§ **TASK INPUTS**
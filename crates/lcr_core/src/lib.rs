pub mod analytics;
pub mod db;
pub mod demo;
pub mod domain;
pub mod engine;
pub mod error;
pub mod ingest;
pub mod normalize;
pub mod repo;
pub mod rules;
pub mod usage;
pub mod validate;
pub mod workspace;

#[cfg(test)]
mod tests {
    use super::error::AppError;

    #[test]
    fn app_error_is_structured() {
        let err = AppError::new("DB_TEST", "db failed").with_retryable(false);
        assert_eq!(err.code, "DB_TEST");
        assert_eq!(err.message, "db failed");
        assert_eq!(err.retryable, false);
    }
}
* * *
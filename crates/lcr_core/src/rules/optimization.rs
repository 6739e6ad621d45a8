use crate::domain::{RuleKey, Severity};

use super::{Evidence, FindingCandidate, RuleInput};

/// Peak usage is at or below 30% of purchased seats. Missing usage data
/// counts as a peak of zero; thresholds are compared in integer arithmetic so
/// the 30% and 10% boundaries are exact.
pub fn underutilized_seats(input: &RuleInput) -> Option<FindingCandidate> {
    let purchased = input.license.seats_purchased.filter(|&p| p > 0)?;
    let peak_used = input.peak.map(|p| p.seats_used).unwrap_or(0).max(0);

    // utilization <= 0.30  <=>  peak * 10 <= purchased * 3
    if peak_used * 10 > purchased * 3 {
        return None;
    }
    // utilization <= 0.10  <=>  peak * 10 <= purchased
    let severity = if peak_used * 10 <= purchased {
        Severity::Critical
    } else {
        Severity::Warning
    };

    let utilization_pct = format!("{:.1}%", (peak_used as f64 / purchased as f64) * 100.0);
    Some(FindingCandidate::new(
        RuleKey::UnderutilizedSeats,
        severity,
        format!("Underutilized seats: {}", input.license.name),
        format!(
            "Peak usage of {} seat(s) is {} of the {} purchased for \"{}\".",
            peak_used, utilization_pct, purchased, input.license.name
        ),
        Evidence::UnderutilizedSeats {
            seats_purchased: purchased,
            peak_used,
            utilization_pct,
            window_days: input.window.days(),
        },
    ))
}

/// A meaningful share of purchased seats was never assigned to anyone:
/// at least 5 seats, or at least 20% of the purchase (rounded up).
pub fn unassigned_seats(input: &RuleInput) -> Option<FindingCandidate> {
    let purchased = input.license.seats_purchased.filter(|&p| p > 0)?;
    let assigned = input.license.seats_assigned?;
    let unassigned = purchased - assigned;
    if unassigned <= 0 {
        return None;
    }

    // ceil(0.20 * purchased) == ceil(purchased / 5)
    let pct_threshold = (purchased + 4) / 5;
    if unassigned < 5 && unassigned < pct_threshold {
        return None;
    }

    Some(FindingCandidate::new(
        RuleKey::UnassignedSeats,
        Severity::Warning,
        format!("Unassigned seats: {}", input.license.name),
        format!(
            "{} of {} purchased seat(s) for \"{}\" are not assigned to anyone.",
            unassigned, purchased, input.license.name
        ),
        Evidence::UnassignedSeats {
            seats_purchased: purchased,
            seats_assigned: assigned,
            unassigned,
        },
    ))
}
---
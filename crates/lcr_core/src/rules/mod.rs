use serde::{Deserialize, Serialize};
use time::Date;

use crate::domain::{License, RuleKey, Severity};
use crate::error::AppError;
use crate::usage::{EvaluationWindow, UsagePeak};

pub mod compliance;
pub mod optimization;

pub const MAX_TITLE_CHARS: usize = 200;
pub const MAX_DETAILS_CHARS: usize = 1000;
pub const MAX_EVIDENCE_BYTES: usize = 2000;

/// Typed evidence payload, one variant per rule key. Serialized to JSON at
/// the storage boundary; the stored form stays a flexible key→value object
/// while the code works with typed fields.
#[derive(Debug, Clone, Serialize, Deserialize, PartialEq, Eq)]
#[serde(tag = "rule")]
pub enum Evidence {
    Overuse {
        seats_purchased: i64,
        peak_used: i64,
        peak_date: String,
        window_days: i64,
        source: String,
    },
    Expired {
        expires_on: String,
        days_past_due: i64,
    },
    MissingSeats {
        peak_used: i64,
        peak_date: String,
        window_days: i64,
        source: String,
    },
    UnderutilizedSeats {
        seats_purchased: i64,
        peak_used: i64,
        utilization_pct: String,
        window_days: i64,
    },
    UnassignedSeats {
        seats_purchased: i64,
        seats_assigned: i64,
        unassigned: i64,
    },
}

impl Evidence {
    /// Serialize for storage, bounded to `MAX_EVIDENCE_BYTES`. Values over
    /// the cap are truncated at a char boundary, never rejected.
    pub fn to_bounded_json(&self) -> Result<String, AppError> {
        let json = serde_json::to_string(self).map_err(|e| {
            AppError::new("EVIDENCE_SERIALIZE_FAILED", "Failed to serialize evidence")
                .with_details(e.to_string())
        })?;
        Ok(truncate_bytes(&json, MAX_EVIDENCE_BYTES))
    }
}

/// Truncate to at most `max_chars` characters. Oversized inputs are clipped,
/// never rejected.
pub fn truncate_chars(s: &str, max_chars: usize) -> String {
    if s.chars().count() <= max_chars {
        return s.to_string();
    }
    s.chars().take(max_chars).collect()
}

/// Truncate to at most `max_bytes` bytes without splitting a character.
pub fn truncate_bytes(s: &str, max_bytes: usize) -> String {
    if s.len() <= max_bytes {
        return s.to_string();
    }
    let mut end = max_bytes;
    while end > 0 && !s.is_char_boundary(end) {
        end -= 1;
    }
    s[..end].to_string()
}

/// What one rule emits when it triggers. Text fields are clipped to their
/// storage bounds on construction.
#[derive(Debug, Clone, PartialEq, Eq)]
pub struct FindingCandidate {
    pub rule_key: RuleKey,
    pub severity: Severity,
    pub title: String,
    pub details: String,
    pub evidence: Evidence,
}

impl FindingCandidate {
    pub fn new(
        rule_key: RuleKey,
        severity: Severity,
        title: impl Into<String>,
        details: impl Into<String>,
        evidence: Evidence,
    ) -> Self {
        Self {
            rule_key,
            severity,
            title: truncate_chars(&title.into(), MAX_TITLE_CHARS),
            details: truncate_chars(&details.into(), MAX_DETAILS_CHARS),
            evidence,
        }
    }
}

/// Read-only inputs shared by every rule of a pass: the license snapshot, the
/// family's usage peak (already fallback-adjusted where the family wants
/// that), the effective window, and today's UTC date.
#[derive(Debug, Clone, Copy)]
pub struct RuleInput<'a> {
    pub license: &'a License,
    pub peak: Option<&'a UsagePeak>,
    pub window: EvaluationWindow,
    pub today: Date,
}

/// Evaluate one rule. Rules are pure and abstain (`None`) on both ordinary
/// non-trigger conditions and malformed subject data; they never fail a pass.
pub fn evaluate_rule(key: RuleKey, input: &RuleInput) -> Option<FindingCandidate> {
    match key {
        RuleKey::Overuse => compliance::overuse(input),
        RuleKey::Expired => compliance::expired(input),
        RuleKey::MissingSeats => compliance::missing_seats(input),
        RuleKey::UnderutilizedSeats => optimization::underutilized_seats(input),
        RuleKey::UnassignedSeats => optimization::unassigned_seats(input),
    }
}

§ **ABOUT THIS TASK**
Track down all lines above with the string "pass" and copy them.

§ **RESPONSE**
/// Read-only inputs shared by every rule of a pass: the license snapshot, the
/// non-trigger conditions and malformed subject data; they never fail a pass.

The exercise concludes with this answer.